Is there such a thing as a good way to die? I believe there is. When a person dies with few or no regrets about the way they lived their lives, that is a good death. When a person can say as they lay dying, “If I had it to do all over again, I wouldn’t do it any differently,” that is a good death. When a person can continue to celebrate life right to the moment they draw their last breath, that is a good way to die.

Is it necessary to have gotten over the fear of death in order to die well? I don’t think so. In fact, I think it is impossible to completely rid ourselves of the fear of death unless, of course, we believe so utterly in Heaven and in a Life Everlasting that death itself is a mere interruption, and not an end.
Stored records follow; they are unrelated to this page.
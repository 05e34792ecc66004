use chrono::{DateTime, Duration, TimeZone};
use rust_decimal::Decimal;

use crate::error::{AppError, Result};
use crate::models::{PricingConfiguration, Slab, SlabType};

/// Longest rental window accepted, and the cap on `min_booking_hours`.
pub const MAX_RENTAL_HOURS: i64 = 24 * 366;

pub const MAX_DISTANCE_KM: Decimal = Decimal::from_parts(1_000_000, 0, 0, false, 0);

/// Upper bound for any configured price, rate or slab value.
pub const MAX_RATE: Decimal = Decimal::from_parts(10_000_000, 0, 0, false, 0);

pub const MAX_SURGE_MULTIPLIER: Decimal = Decimal::from_parts(10, 0, 0, false, 0);

pub fn validate_rental_window<Tz: TimeZone>(
    pickup: &DateTime<Tz>,
    dropoff: &DateTime<Tz>,
) -> Result<()> {
    if dropoff <= pickup {
        return Err(AppError::InvalidRentalWindow);
    }
    if dropoff.clone().signed_duration_since(pickup) > Duration::hours(MAX_RENTAL_HOURS) {
        return Err(AppError::RentalTooLong {
            max_hours: MAX_RENTAL_HOURS,
        });
    }
    Ok(())
}

pub fn validate_distance(distance: &Decimal) -> Result<()> {
    if distance < &Decimal::ZERO || distance > &MAX_DISTANCE_KM {
        return Err(AppError::InvalidDistance(*distance));
    }
    Ok(())
}

fn invalid(message: String) -> AppError {
    AppError::InvalidPricingConfiguration(message)
}

pub fn validate_rate(name: &str, value: Option<&Decimal>) -> Result<()> {
    match value {
        Some(v) if v < &Decimal::ZERO => Err(invalid(format!("{} must be non-negative", name))),
        Some(v) if v > &MAX_RATE => Err(invalid(format!("{} must not exceed {}", name, MAX_RATE))),
        _ => Ok(()),
    }
}

fn validate_slab(slab_type: SlabType, slab: &Slab) -> Result<()> {
    let field = |name: &str| format!("slabs.{}.{}", slab_type, name);

    validate_rate(&field("price"), Some(&slab.price))?;
    validate_rate(&field("duration_min"), Some(&slab.duration_min))?;
    validate_rate(&field("included_km"), Some(&slab.included_km))?;
    validate_rate(&field("extra_km_price"), Some(&slab.extra_km_price))?;
    validate_rate(&field("minimum_value"), Some(&slab.minimum_value))?;

    if slab.duration_max < slab.duration_min {
        return Err(invalid(format!(
            "{} must not be below {}",
            field("duration_max"),
            field("duration_min")
        )));
    }
    Ok(())
}

/// Checks a configuration before it is stored on a bike. The engine itself
/// trusts stored configurations.
pub fn validate_pricing_configuration(config: &PricingConfiguration) -> Result<()> {
    if let Some(hours) = config.min_booking_hours
        && hours > Decimal::from(MAX_RENTAL_HOURS)
    {
        return Err(invalid(format!(
            "min_booking_hours must not exceed {}",
            MAX_RENTAL_HOURS
        )));
    }

    let rates = [
        ("legacy_hourly_rate", config.legacy_hourly_rate.as_ref()),
        ("package_12_hour", config.package_12_hour.as_ref()),
        ("per_week_rate", config.per_week_rate.as_ref()),
        ("weekday_hourly_rate", config.weekday_hourly_rate.as_ref()),
        ("weekend_hourly_rate", config.weekend_hourly_rate.as_ref()),
        ("min_booking_hours", config.min_booking_hours.as_ref()),
        ("km_limit_per_hour", config.km_limit_per_hour.as_ref()),
        ("excess_distance_rate", config.excess_distance_rate.as_ref()),
    ];
    for (name, value) in rates {
        validate_rate(name, value)?;
    }

    if let Some(km_limit) = config.km_limit
        && km_limit < 0
    {
        return Err(invalid("km_limit must be non-negative".to_string()));
    }

    if let Some(multiplier) = config.weekend_surge_multiplier
        && (multiplier < Decimal::ONE || multiplier > MAX_SURGE_MULTIPLIER)
    {
        return Err(invalid(format!(
            "weekend_surge_multiplier must be between 1 and {}",
            MAX_SURGE_MULTIPLIER
        )));
    }

    if let Some(tax) = config.tax_percentage
        && (tax < Decimal::ZERO || tax > Decimal::ONE_HUNDRED)
    {
        return Err(invalid(
            "tax_percentage must be between 0 and 100".to_string(),
        ));
    }

    for (slab_type, slab) in config.slabs.iter() {
        validate_slab(slab_type, slab)?;
    }

    Ok(())
}

pub fn sanitize_notes(notes: Option<String>) -> Option<String> {
    notes.and_then(|n| {
        let trimmed = n.trim();
        if trimmed.is_empty() {
            None
        } else {
            Some(trimmed.to_string())
        }
    })
}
Unfortunately, most mortals do not enjoy that total degree of faith. Thus, because we don’t know what happens to us when we can no longer inhabit our physical bodies, we must experience an element of fear. Or, as my anthropologist husband says, “Everyone’s afraid of dying. It’s hard-wired into the species.” That does not have to deprive us of a good death.

Recently I came across a passage written by Oliver Sacks. Dr. Sacks was both a neurologist and a prolific writer who was fascinated by the workings of the brain and its ramifications on the way we live. Among his better known books are The Man Who Mistook his Wife for a Hat and Awakenings.

In February, 2015, he learned that an ocular tumour had metastasized to his liver and brain. He was told the cancer was incurable and untreatable, and that he would be dead within a matter of months.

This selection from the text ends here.